Retrieving feature importances

The function to retrieve the feature importances follows the pattern below:

AD_FeatureImportances(<timestamp> & '|' & <target> & '|' & <any predictors to be included>, <start timestamp of in-sample period>, <end timestamp of in-sample period>, <model activation>, <list of included variables and (optionally) their availability>, <desired return value>, <key>, <sensitivity>, <anomaly detection features>)
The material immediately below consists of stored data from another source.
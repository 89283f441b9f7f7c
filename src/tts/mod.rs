pub mod credentials;
pub mod google;
pub mod provider;
pub mod request;
pub mod voice;

use std::sync::Arc;
use std::time::Instant;

use crate::error::AppError;

pub use credentials::Credentials;
pub use google::GoogleTtsClient;
pub use provider::SpeechProvider;
pub use request::SynthesisRequest;
pub use voice::VoiceDescriptor;

/// Voice catalog and synthesis on top of a shared provider handle.
///
/// Holds no per-request state; cloning shares the same provider.
#[derive(Clone)]
pub struct TtsService {
    provider: Arc<dyn SpeechProvider>,
}

impl TtsService {
    pub fn new(provider: Arc<dyn SpeechProvider>) -> Self {
        Self { provider }
    }

    /// Fetch the provider's voices, normalized. One outbound call per
    /// invocation, nothing cached.
    pub async fn list_voices(&self) -> Result<Vec<VoiceDescriptor>, AppError> {
        let voices = self.provider.list_voices().await.map_err(|fault| {
            match AppError::from(fault) {
                // The listing takes no caller input, so a rejection is ours.
                AppError::InvalidInput(msg) => {
                    AppError::Internal(format!("provider rejected voice listing: {}", msg))
                }
                other => other,
            }
        })?;

        tracing::debug!("Provider listed {} voices", voices.len());
        Ok(voices.into_iter().map(VoiceDescriptor::from).collect())
    }

    /// Run one synthesis call and return the provider's audio untouched.
    pub async fn synthesize(&self, request: &SynthesisRequest) -> Result<Vec<u8>, AppError> {
        tracing::info!(
            "Synthesizing {} chars with voice {} (speed {}, pitch {})",
            request.text().chars().count(),
            request.voice(),
            request.speed(),
            request.pitch()
        );

        let started = Instant::now();
        let audio = self.provider.synthesize(request).await?;
        tracing::debug!(
            "Synthesized {} bytes in {:?}",
            audio.len(),
            started.elapsed()
        );

        Ok(audio)
    }

    pub fn has_credentials(&self) -> bool {
        self.provider.has_credentials()
    }
}

#[cfg(test)]
pub(crate) mod tests {
    use super::*;
    use crate::tts::provider::{MockSpeechProvider, ProviderFault};
    use crate::tts::voice::{Gender, ProviderVoice};
    use async_trait::async_trait;

    /// Deterministic provider that echoes the request back as "audio".
    pub(crate) struct EchoProvider;

    #[async_trait]
    impl SpeechProvider for EchoProvider {
        async fn list_voices(&self) -> Result<Vec<ProviderVoice>, ProviderFault> {
            Ok(Vec::new())
        }

        async fn synthesize(&self, request: &SynthesisRequest) -> Result<Vec<u8>, ProviderFault> {
            // Yield so concurrent calls interleave.
            tokio::task::yield_now().await;
            Ok(format!("ID3|{}|{}|{}", request.voice(), request.speed(), request.text()).into_bytes())
        }

        fn has_credentials(&self) -> bool {
            true
        }
    }

    fn valid_request() -> SynthesisRequest {
        SynthesisRequest::new("Hello", "en-US-Wavenet-A", None, None).unwrap()
    }

    #[tokio::test]
    async fn test_audio_returned_unmodified() {
        let mut provider = MockSpeechProvider::new();
        provider
            .expect_synthesize()
            .times(1)
            .returning(|_| Ok(b"ID3...mp3data".to_vec()));

        let service = TtsService::new(Arc::new(provider));
        let audio = service.synthesize(&valid_request()).await.unwrap();
        assert_eq!(audio, b"ID3...mp3data".to_vec());
    }

    #[tokio::test]
    async fn test_provider_receives_defaults() {
        let mut provider = MockSpeechProvider::new();
        provider
            .expect_synthesize()
            .withf(|req| req.speed() == 1.0 && req.pitch() == 0.0 && req.text() == "Hello")
            .times(1)
            .returning(|_| Ok(Vec::new()));

        let service = TtsService::new(Arc::new(provider));
        service.synthesize(&valid_request()).await.unwrap();
    }

    #[tokio::test]
    async fn test_quota_fault_maps_to_unavailable() {
        let mut provider = MockSpeechProvider::new();
        provider.expect_synthesize().times(1).returning(|_| {
            Err(ProviderFault::Rpc {
                http_status: 429,
                status: Some("RESOURCE_EXHAUSTED".into()),
                message: "Quota exceeded".into(),
            })
        });

        let service = TtsService::new(Arc::new(provider));
        let err = service.synthesize(&valid_request()).await.unwrap_err();
        assert!(matches!(err, AppError::UpstreamUnavailable(_)));
    }

    #[tokio::test]
    async fn test_unexpected_fault_maps_to_internal() {
        let mut provider = MockSpeechProvider::new();
        provider
            .expect_synthesize()
            .times(1)
            .returning(|_| Err(ProviderFault::Transport("connection reset".into())));

        let service = TtsService::new(Arc::new(provider));
        let err = service.synthesize(&valid_request()).await.unwrap_err();
        assert!(matches!(err, AppError::Internal(_)));
    }

    #[tokio::test]
    async fn test_catalog_is_normalized_in_order() {
        let mut provider = MockSpeechProvider::new();
        provider.expect_list_voices().times(1).returning(|| {
            Ok(vec![
                ProviderVoice {
                    name: "ru-RU-Wavenet-B".into(),
                    language_codes: vec!["ru-RU".into()],
                    ssml_gender: Some("MALE".into()),
                    natural_sample_rate_hertz: 24000,
                },
                ProviderVoice {
                    name: "af-ZA-Standard-A".into(),
                    language_codes: vec!["af-ZA".into()],
                    ssml_gender: Some("FEMALE".into()),
                    natural_sample_rate_hertz: 22050,
                },
            ])
        });

        let service = TtsService::new(Arc::new(provider));
        let voices = service.list_voices().await.unwrap();
        let names: Vec<_> = voices.iter().map(|v| v.name.as_str()).collect();
        assert_eq!(names, ["ru-RU-Wavenet-B", "af-ZA-Standard-A"]);
        assert_eq!(voices[1].gender, Gender::Female);
        assert_eq!(voices[1].native_sample_rate_hz, 22050);
    }

    #[tokio::test]
    async fn test_catalog_is_not_cached() {
        let mut provider = MockSpeechProvider::new();
        provider
            .expect_list_voices()
            .times(2)
            .returning(|| Ok(Vec::new()));

        let service = TtsService::new(Arc::new(provider));
        service.list_voices().await.unwrap();
        service.list_voices().await.unwrap();
    }

    #[tokio::test]
    async fn test_catalog_unavailable() {
        let mut provider = MockSpeechProvider::new();
        provider
            .expect_list_voices()
            .returning(|| Err(ProviderFault::Unreachable("connection refused".into())));

        let service = TtsService::new(Arc::new(provider));
        let err = service.list_voices().await.unwrap_err();
        assert!(matches!(err, AppError::UpstreamUnavailable(_)));
    }

    #[tokio::test]
    async fn test_catalog_rejection_is_internal() {
        let mut provider = MockSpeechProvider::new();
        provider.expect_list_voices().times(1).returning(|| {
            Err(ProviderFault::Rpc {
                http_status: 400,
                status: Some("INVALID_ARGUMENT".into()),
                message: "Invalid language code".into(),
            })
        });

        let service = TtsService::new(Arc::new(provider));
        let err = service.list_voices().await.unwrap_err();
        assert!(matches!(err, AppError::Internal(_)), "{:?}", err);
    }

    #[tokio::test]
    async fn test_same_request_same_bytes() {
        let service = TtsService::new(Arc::new(EchoProvider));
        let request = valid_request();
        let first = service.synthesize(&request).await.unwrap();
        let second = service.synthesize(&request).await.unwrap();
        assert_eq!(first, second);
    }

    #[tokio::test(flavor = "multi_thread", worker_threads = 4)]
    async fn test_concurrent_requests_do_not_mix() {
        let service = TtsService::new(Arc::new(EchoProvider));

        let handles: Vec<_> = (0..50)
            .map(|i| {
                let service = service.clone();
                tokio::spawn(async move {
                    let text = format!("request {}", i);
                    let request =
                        SynthesisRequest::new(&text, "en-US-Wavenet-A", None, None).unwrap();
                    let audio = service.synthesize(&request).await.unwrap();
                    (text, audio)
                })
            })
            .collect();

        for handle in handles {
            let (text, audio) = handle.await.unwrap();
            assert_eq!(audio, format!("ID3|en-US-Wavenet-A|1|{}", text).into_bytes());
        }
    }
}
  • <timestamp> refers to the variable containing the timestamps of the observations. They should follow the YYYY-MM-DD hh:mm:ss pattern.
  • <target> refers to the target variable.
  • <any predictors to be included> refers to any other variables that you want to include for anomaly detection. If you want to include more than one, they should be separated with & '|' &; if you want to include none, this parameter and the preceding & '|' & can be left out.
  • <start timestamp of in-sample period> refers to the timestamp of the first observation of the sample to train and detect on.
  • <end timestamp of in-sample period> refers to the timestamp of the last observation of the sample to train and detect on.
  • <model activation> passes along whether or not a new anomaly detection model should be built upon changing any of the function's parameters.
  • <list of included variables and (optionally) their availability> refers to the names and optionally the availabilities of all included variables, including the timestamp and the target variable. The availabilities should be relative to the last timestamp of the in-sample period. In anomaly detection, the availabilities are either negative or zero. The availabilities are optional; by default all variables are available until the end of the target variable, i.e. the last timestamp of the in-sample period. The variables should be separated by commas, the variables names should be separated from the corresponding availability by a space.
  • '<desired return value>' expects a string indicating what you want returned from this function call. The options are 'time', 'term_name', 'type' and 'importance'.
  • <key> refers to an identifying key for the model that will be built. This key serves as the link between the model that is built following this request and any out-of-sample detection that should be done with the same model. This is an optional parameter; if you do not wish to use the model for out-of-sample detection, an empty string can be passed.
  • <sensitivity> refers to the desired sensitivity of the anomaly detection model. This is an optional parameter; if it is left empty, automatic sensitivity estimation is applied.
  • <anomaly detection features> refers to the anomaly detection features to be included in the model configuration. This is an optional parameter; if an empty string is passed, the default configuration ('Residuals, Imbalance') is used. The options are 'Residual', 'ResidualChange', 'Fluctuation', 'FluctuationChange', Imbalance, 'ImbalanceChange', or an arbitrary combination of them, separated by commas.